Supervised deep learning models have recently achieved numerous breakthrough results in various applications, for example, Image Classification He et al. (2016); Huang et al. (2017); Sun et al. (2018), Object Detection, Liu et al. (2016); Redmon et al. (2016); Lin et al. (2017), Face Recognition Le_JPR2015 ; Xu_IJCB2011 ; Xu_TIP2015 ; Luu_IJCB2011 ; Luu_BTAS2009 ; Duong_ICASSP2011 ; Luu_FG2011 ; Chen_FG2011 , Image Segmentation Chen et al. (2017); Long et al. (2015) and Generative Model Luu_CAI2011 ; Mirza and Osindero (2014); Karras et al. (2017); Duong_Long ; Luu_ROBUST2008 ; Duong_TNVP . However, these methods usually require a huge number of annotated data, which is highly expensive. In order to tackle the requirement of large annotations, generative models have become a feasible solution. The main objective of generative models is to learn the hidden dependencies that exist in the realistic data so that they can extract meaningful features and variable interactions to synthesize new realistic samples without human supervision or labeling. Generative models can be used in numerous applications such as anomaly detection Mattia et al. (2019), image inpainting Yu et al. (2018), data generation Karras et al. (2017, 2019), super-resolution Ledig et al. (2017), face synthesis Duong_TNVP ; Duong_automatic ; Duong_2018 , and so forth. However, learning generative models is an extremely challenging process due to high-dimensional data.

There are two types of generative models extensively deployed in recent years, including likelihood-based methods Kingma and Dhariwal (2018); Kingma et al. (2016); Dinh et al. (2015, 2017) and Generative Adversarial Networks (GANs) Goodfellow et al. (2014). Likelihood-based methods have three main categories: Autoregressive models Kingma et al. (2016), variational autoencoders (VAEs) Kingma and Welling (2014), and flow-based models Kingma and Dhariwal (2018); Dinh et al. (2017, 2015). The flow-based generative model is constructed using a sequence of invertible and tractable transformations, the model explicitly learns the data distribution and therefore the loss function is simply a negative log-likelihood.

The flow-based model was first introduced in Dinh et al. (2015) and later extended in RealNVP Dinh et al. (2017). These methods introduced an affine coupling layer that is invertible and tractable based on Jacobian determinant. As the design of the coupling layers, at each stage, only a subset of data is transformed while the rest is required to be fixed. Therefore, they may be limited in flexibility. To overcome this limitation, coupling layers are alternated with less complex transformations that manipulate on all dimensions of the data. In RealNVPDinh et al. (2017), the authors use a fixed channel permutation using fixed checkerboard and channel-wise masks. Kingma et al. Kingma and Dhariwal (2018) simplifies the architecture by replacing the reverse permutation operation on the channel ordering with invertible $1\times 1$ convolutions.
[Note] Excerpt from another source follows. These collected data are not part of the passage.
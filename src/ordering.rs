//! Alphabetical member ordering for presentation.
//!
//! Only the page's own `functions`, `properties` and `built_ins` are
//! sorted. Constructors and inherited members keep declaration order.

use crate::{content::Pages, page::Page};

/// Stable sort by name: entries with equal names keep their relative order.
pub fn order_page(page: &mut Page) {
    page.functions.sort_by(|a, b| a.name.cmp(&b.name));
    page.properties.sort_by(|a, b| a.name.cmp(&b.name));
    page.built_ins.sort_by(|a, b| a.name.cmp(&b.name));
}

pub fn order_pages(pages: &mut Pages) {
    pages.values_mut().for_each(order_page);
}

#[cfg(test)]
mod tests {
    use super::*;
    use crate::page::{Function, Property};

    fn function(name: &str, description: &str) -> Function {
        Function {
            name: name.into(),
            description: description.into(),
            ..Default::default()
        }
    }

    fn property(name: &str) -> Property {
        Property {
            name: name.into(),
            ..Default::default()
        }
    }

    fn described(name: &str, description: &str) -> Property {
        Property {
            description: description.into(),
            ..property(name)
        }
    }

    fn order(properties: &[Property]) -> Vec<(&str, &str)> {
        properties
            .iter()
            .map(|p| (p.name.as_str(), p.description.as_str()))
            .collect()
    }

    #[test]
    fn test_byte_order_is_case_sensitive_and_stable() {
        let mut page = Page {
            functions: vec![
                function("Beta", "first"),
                function("alpha", ""),
                function("Beta", "second"),
            ],
            ..Default::default()
        };
        order_page(&mut page);

        let order: Vec<_> = page
            .functions
            .iter()
            .map(|f| (f.name.as_str(), f.description.as_str()))
            .collect();
        assert_eq!(order, [("Beta", "first"), ("Beta", "second"), ("alpha", "")]);
    }

    #[test]
    fn test_properties_and_built_ins_stable() {
        let members = || {
            vec![
                described("Beta", "first"),
                described("alpha", ""),
                described("Beta", "second"),
            ]
        };
        let mut page = Page {
            properties: members(),
            built_ins: members(),
            ..Default::default()
        };
        order_page(&mut page);

        let expected = [("Beta", "first"), ("Beta", "second"), ("alpha", "")];
        assert_eq!(order(&page.properties), expected);
        assert_eq!(order(&page.built_ins), expected);
    }

    #[test]
    fn test_properties_and_built_ins_sorted() {
        let mut page = Page {
            properties: vec![property("z"), property("a")],
            built_ins: vec![property("Y"), property("X")],
            constructors: vec![function("New", ""), function("Clone", "")],
            ..Default::default()
        };
        order_page(&mut page);

        assert_eq!(page.properties[0].name, "a");
        assert_eq!(page.built_ins[0].name, "X");
        // constructors untouched
        assert_eq!(page.constructors[0].name, "New");
    }
}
However, the $1\times 1$ convolutions are not flexible enough in these scenarios. It is extremely hard to compute the inverse form of the standard $n\times n$ convolutions, and this step usually produces high computational costs. There are prior approaches that design the invertible $n\times n$ convolutions by using emerging convolution Hoogeboom et al. (2019), periodic convolutions Hoogeboom et al. (2019), autoregressive flow Papamakarios et al. (2017) or stochastic approximation Behrmann et al. (2019); Kim et al. (2021); Chen et al. (2019). In this paper, we propose an approach to generalize an invertible $1\times 1$ convolution to a more general form of $n\times n$ convolution. Firstly, we reformulate the standard convolution layer by shifting the inputs instead of the kernels. Then, we propose an invertible shift function that is a tractable form of Jacobian determinant. Through the experiments on CIFAR-10 Krizhevsky (2009), ImageNet Deng et al. (2009) and Celeb-HQ Liu et al. (2015) datasets, we prove that our proposals are significant and efficient for high-dimensional data. Figure 1 illustrates the advantages of our approach with high-resolution synthesized images.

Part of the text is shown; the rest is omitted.